■ **EXERCISE**: One number is the full answer: how many lines in the records contain the word "impl"?

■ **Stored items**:
----------------------------------------

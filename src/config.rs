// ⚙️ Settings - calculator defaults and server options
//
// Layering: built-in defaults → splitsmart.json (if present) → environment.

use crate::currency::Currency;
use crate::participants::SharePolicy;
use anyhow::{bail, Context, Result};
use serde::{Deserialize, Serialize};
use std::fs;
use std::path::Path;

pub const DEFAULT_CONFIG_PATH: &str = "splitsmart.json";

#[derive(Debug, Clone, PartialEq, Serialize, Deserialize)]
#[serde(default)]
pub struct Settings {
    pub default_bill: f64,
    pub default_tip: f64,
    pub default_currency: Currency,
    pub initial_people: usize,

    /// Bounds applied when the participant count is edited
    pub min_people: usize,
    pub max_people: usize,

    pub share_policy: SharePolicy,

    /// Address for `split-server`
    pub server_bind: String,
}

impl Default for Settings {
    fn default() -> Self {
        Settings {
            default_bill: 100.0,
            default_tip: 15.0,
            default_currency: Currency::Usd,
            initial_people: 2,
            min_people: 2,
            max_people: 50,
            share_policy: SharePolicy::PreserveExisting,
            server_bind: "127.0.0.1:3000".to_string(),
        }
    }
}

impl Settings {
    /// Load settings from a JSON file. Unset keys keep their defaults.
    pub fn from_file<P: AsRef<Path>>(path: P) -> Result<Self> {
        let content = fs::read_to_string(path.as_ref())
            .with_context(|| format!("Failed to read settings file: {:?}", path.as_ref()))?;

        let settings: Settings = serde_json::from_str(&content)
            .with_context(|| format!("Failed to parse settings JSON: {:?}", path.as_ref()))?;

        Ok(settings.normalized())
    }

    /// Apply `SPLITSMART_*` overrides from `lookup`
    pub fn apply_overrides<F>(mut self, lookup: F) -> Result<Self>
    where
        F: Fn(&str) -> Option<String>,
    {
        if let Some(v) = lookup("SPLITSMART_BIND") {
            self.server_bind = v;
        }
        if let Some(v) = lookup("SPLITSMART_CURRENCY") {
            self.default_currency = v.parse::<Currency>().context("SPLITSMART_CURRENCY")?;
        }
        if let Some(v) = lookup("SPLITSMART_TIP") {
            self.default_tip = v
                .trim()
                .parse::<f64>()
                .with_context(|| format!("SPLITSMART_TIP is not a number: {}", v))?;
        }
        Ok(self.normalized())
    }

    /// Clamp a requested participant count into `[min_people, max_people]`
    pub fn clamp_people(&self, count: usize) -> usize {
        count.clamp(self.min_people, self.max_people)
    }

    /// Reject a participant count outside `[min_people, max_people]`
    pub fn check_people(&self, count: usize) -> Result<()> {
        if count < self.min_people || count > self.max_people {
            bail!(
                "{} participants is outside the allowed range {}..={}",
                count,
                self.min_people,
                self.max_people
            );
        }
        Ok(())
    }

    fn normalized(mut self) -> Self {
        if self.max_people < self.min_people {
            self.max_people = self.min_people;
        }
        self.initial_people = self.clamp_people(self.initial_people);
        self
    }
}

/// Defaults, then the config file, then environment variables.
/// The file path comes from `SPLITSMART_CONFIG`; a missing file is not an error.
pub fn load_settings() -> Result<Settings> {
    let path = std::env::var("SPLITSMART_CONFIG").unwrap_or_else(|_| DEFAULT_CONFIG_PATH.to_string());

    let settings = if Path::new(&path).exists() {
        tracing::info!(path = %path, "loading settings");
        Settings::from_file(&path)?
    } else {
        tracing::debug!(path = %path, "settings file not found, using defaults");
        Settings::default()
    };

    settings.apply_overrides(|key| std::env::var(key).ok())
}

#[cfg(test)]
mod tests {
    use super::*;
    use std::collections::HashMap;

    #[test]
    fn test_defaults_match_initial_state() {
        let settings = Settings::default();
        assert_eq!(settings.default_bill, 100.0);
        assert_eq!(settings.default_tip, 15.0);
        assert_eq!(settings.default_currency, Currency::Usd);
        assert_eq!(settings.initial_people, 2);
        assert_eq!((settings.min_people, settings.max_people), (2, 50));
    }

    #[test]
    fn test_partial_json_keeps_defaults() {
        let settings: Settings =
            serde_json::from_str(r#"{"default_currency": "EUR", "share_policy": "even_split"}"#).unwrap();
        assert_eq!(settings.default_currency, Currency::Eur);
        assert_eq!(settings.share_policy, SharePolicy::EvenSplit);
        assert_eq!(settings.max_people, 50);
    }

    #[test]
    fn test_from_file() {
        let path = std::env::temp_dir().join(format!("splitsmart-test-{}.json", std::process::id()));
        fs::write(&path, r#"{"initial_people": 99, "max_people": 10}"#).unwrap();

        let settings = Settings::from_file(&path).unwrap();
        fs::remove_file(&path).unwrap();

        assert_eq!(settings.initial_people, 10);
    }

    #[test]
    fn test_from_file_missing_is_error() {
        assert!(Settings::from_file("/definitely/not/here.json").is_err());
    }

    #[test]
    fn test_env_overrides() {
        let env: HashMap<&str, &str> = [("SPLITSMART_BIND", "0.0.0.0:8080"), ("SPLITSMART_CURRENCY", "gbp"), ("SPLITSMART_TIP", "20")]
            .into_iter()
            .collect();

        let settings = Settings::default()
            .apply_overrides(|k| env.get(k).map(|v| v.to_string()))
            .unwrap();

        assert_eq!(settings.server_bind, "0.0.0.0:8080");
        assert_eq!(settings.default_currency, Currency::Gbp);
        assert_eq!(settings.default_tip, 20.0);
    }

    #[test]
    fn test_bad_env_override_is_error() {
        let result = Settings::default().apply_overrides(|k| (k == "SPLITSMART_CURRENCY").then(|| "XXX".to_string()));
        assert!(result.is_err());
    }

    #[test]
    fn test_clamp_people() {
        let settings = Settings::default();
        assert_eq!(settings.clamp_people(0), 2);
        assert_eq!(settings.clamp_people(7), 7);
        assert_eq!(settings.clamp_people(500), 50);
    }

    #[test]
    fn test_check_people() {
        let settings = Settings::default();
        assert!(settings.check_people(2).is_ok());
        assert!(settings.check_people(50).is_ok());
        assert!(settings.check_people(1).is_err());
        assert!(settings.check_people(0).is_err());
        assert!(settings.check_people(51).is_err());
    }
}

----------------------------------------

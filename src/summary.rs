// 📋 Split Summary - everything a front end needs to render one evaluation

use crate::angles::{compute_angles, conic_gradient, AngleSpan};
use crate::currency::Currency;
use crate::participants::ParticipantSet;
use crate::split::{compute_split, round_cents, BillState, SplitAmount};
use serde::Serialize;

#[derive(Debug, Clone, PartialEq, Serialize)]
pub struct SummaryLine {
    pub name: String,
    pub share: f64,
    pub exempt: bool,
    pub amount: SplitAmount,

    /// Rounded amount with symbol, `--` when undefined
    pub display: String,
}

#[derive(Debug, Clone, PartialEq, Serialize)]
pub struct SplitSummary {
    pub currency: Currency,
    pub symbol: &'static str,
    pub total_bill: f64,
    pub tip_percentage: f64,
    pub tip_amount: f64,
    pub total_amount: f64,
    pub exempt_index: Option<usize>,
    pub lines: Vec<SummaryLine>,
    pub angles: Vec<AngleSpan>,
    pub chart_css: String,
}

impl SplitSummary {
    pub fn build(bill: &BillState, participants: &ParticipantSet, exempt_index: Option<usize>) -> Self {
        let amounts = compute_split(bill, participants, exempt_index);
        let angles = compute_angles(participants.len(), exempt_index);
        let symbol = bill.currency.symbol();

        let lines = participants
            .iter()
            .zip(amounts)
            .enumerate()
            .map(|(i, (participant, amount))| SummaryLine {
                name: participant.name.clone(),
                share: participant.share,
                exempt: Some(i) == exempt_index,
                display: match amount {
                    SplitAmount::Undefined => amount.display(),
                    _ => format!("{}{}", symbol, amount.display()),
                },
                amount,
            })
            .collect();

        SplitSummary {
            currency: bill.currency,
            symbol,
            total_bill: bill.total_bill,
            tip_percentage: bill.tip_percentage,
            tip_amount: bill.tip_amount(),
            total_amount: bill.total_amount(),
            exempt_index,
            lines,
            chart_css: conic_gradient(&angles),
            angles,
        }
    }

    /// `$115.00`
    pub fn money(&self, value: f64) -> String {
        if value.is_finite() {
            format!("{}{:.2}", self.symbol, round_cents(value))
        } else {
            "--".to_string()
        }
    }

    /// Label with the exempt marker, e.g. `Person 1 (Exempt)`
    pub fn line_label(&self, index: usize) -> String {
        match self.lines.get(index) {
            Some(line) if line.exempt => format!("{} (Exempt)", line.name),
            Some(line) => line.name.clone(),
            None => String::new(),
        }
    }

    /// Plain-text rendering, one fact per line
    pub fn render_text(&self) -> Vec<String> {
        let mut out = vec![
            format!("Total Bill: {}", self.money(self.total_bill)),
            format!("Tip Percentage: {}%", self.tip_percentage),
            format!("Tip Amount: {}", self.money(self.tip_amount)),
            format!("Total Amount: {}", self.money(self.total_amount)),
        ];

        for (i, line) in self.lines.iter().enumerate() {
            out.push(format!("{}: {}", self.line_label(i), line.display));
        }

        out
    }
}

----------------------------------------

■ **RESULT OF THIS TASK**: 3